The Brexit results have since garnered worldwide speculation, as no other sovereign country has ever left the EU before, causing panic for EU migrants, international political ties and Europe’s economy as a whole.

As of March 29, 2017, the UK government invoked Article 50 of the Treaty on European Union.

This provision means that once a country has decided to leave the EU, it is given a two-year time limit to complete negotiations for its future political and economic relationship with EU countries.

If the UK fails to complete its negotiations, it would be forced to follow the World Trade Organization’s regulations instead. This two year period can only be extended by unanimous agreement from all EU countries.

Since the results of Brexit, Scotland has experienced its own unique political turmoil lead by the Scottish National Party. Since 1979, Scotland’s government has expressed interest in becoming its own sovereign country.

This is not unheard of, as Ireland was split into two sovereign states in 1921, creating the Republic of Ireland (it’s own independent territory and EU member) and Northern Ireland (a territory of the UK that will soon break from the EU post-Brexit).

The UK government awarded Scottish Parliament the power to hold a referendum for independence in 2014. The rationale for staying with the UK is much the same as the UK’s rationale for staying with the EU: there are no guarantees that their economy would be stable enough to stand on its own, nor do we fully understand the future political ramifications of having to redefine relationships with fellow European countries.

However, pro-independence campaigners argued that the Conservative-controlled UK government does not adequately represent Scotland’s political ideals, such as its more relaxed stance on immigration, the widespread sentiment that the Conservative Party has alienated the working class (represented largely by the Labour Party) and does not prioritize its economic needs such as funding for healthcare, welfare and education.

Scotland’s votes were cast on Sept. 18, 2014, and BBC News announced that Scotland would remain in the UK (55 percent having voted to remain).

Nicola Sturgeon, First Minister of Scotland and leader of the Scottish National Party, has since appealed to the UK government to conduct a second independence referendum in response to Brexit.

With the majority of Scotland having voted against Brexit, Scotland’s government has expressed its interest in a second vote between the autumn of 2018 and spring of 2019 now that it is clear that independence is the only way to remain in the EU.

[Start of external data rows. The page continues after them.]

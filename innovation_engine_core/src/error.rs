use std::sync::Arc;

/// Represents a result type for operations in the Innovation Engine SDK.
///
/// This type alias is used throughout the SDK to indicate the result of operations that may return
/// errors specific to the Innovation Engine SDK.
///
/// This `Result` type is a standard Rust `Result` type where the error variant is defined by the
/// SDK-specific [`Error`] enum.
pub type Result<T> = std::result::Result<T, Error>;

/// Enum representing possible errors that can occur in the Innovation Engine SDK.
#[derive(thiserror::Error, Debug, Clone)]
#[non_exhaustive]
pub enum Error {
    /// Invalid loader server configuration.
    #[error("invalid loader_server configuration")]
    InvalidBaseUrl(#[source] url::ParseError),

    /// A batch experiments request was made without a configured client id.
    #[error("client_id is not configured")]
    MissingClientId,

    /// Network error, including request timeouts.
    #[error(transparent)]
    // reqwest::Error is not clonable, so we're wrapping it in an Arc.
    Transport(Arc<reqwest::Error>),

    /// The server response body is not valid UTF-8 or not valid JSON.
    #[error("failed to parse server response")]
    ParseFailure,

    /// The server returned a response with an empty experiment payload.
    #[error("server returned an empty experiment payload")]
    EmptyPayload,

    /// The rendered content sent a close event that is not valid JSON.
    #[error("failed to decode close event")]
    DecodeFailure(#[source] Arc<serde_json::Error>),

    /// The render session was dropped before the content sent a close event.
    #[error("render session closed without a close event")]
    SessionDropped,
}

impl From<reqwest::Error> for Error {
    fn from(value: reqwest::Error) -> Self {
        Error::Transport(Arc::new(value.without_url()))
    }
}
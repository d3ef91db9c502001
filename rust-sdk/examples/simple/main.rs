use std::{collections::BTreeMap, time::Duration};

use innovation_engine::{
    BridgeMessage, Client, ClientConfig, Experiment, RenderSurface, CHANNELS,
};
use url::Url;

/// Stand-in for a real embedded webview. A real host wraps its UI toolkit's webview, registers
/// [`CHANNELS`] on it, and forwards posted messages into the session.
struct PrintSurface;

impl RenderSurface for PrintSurface {
    fn load_html(&mut self, html: &str, base_url: Option<&Url>) {
        println!(
            "surface: loading {} bytes of content (base URL: {:?})",
            html.len(),
            base_url.map(Url::as_str)
        );
    }

    fn evaluate_script(
        &mut self,
        script: &str,
    ) -> std::result::Result<(), Box<dyn std::error::Error + Send + Sync>> {
        println!("surface: evaluating {}", script);
        Ok(())
    }

    fn close(&mut self) {
        println!("surface: closed");
    }
}

fn register_demo_fonts(client: &Client) {
    let fonts: [(&str, &str, &[(&str, &str)]); 2] = [
        ("Muli", "assets/Muli-Bold.ttf", &[("weight", "700")]),
        (
            "IsidoraSansAlt_SemiBold",
            "assets/IsidoraSansAlt-SemiBold.ttf",
            &[("weight", "600"), ("style", "normal")],
        ),
    ];

    for (family, path, descriptors) in fonts {
        match std::fs::read(path) {
            Ok(bytes) => {
                let descriptors: BTreeMap<String, String> = descriptors
                    .iter()
                    .map(|(key, value)| (key.to_string(), value.to_string()))
                    .collect();
                client.add_font(family, bytes, Some(descriptors));
            }
            Err(_) => println!("font file {} not found, skipping", path),
        }
    }
}

#[tokio::main]
async fn main() -> innovation_engine::Result<()> {
    // Configure env_logger to see Innovation Engine SDK logs.
    env_logger::Builder::from_env(env_logger::Env::new().default_filter_or("innovation_engine"))
        .init();

    let loader_server = std::env::var("NVTNCLB_LOADER_SERVER")
        .unwrap_or_else(|_| "https://your-instance.innovation-club.net".to_owned());
    let environment = std::env::var("NVTNCLB_ENVIRONMENT").unwrap_or_else(|_| "test".to_owned());
    let timeout_ms = std::env::var("NVTNCLB_TIMEOUT")
        .ok()
        .and_then(|raw| raw.parse().ok())
        .unwrap_or(500);
    let screen_id = std::env::var("SAMPLE_SCREEN_ID").unwrap_or_else(|_| "demo".to_owned());

    let client = ClientConfig::from_loader_server(loader_server)
        // Real hosts use a stable installation id; epoch millis keep the demo stateless.
        .client_id(chrono::Utc::now().timestamp_millis().to_string())
        .environment(environment)
        .timeout(Duration::from_millis(timeout_ms))
        .to_client()?;

    register_demo_fonts(&client);

    println!("bridge channels a host registers: {:?}", CHANNELS);
    println!("loader URL: {}", client.loader_url());

    // One request for several screens; screens without an experiment come back as None.
    match client.get_experiments(&[&screen_id, "home"], None).await {
        Ok(experiments) => {
            let available = experiments.iter().flatten().count();
            println!(
                "batch: {} of {} screens have an experiment",
                available,
                experiments.len()
            );
        }
        Err(err) => println!("batch fetch failed: {:?}", err),
    }

    // Fetch the experiment the server picks for this screen.
    let experiment = match client.get_experiment(&screen_id, None).await {
        Ok(experiment) => experiment,
        Err(err) => {
            println!(
                "no experiment from the server ({:?}), rendering a local sample",
                err
            );
            Experiment::new("<html><body>sample</body></html>", None)
        }
    };

    // Render it on the fake surface and post the messages real content would post.
    let (mut session, signal) = client.start_experiment(&experiment, PrintSurface);
    session.on_message(BridgeMessage::SetFonts);
    session.on_message(BridgeMessage::CloseWebView(
        r#"{"experimentId":"demo-experiment","treatmentUuid":"demo-treatment","interaction":"closeButton"}"#
            .to_owned(),
    ));

    let event = signal.wait().await?;
    println!("experiment closed: {:?}", event);

    Ok(())
}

Should Scotland leave the UK, though, it would still have to reapply to the EU. It would have to renegotiate its terms as new members, which would not guarantee Scotland the same privileges it has previously enjoyed (rebates on EU payments, easy travel and immigration among EU countries and maintaining the pound as a form of currency rather than the currently unstable euro).

May released a statement on March 16 saying that she would not support a second referendum for Scottish independence.

“Just at this point, all our energies should be focused on our negotiations with the European Union about our future relationship,” said May in an interview with The Telegraph. “To be talking about an independence referendum will make it more difficult for us to be able to get the right deal for Scotland and the right deal for the UK.”

In response to May’s opposition, Sturgeon clarified in a follow-up interview with The Telegraph.

“I’m not proposing another referendum now, I’m proposing another referendum when the terms of Brexit are clear– before it’s too late for Scotland to choose a different path,” Sturgeon said.

Both May and Sturgeon’s statements leave the public to one of two opinions: either May is simply trying to protect the UK as a whole and ensure that Scotland benefits from Brexit as well, or May is blocking a second independence referendum so that the UK can stay a more valuable bargaining chip in negotiations with the EU.

With Article 50 currently underway, it will now take at least two years before the realities of Brexit become tangible, leaving Scotland in a state of limbo for its independence while the UK government focuses on its upcoming negotiations.

A summit with the EU is set for April 29.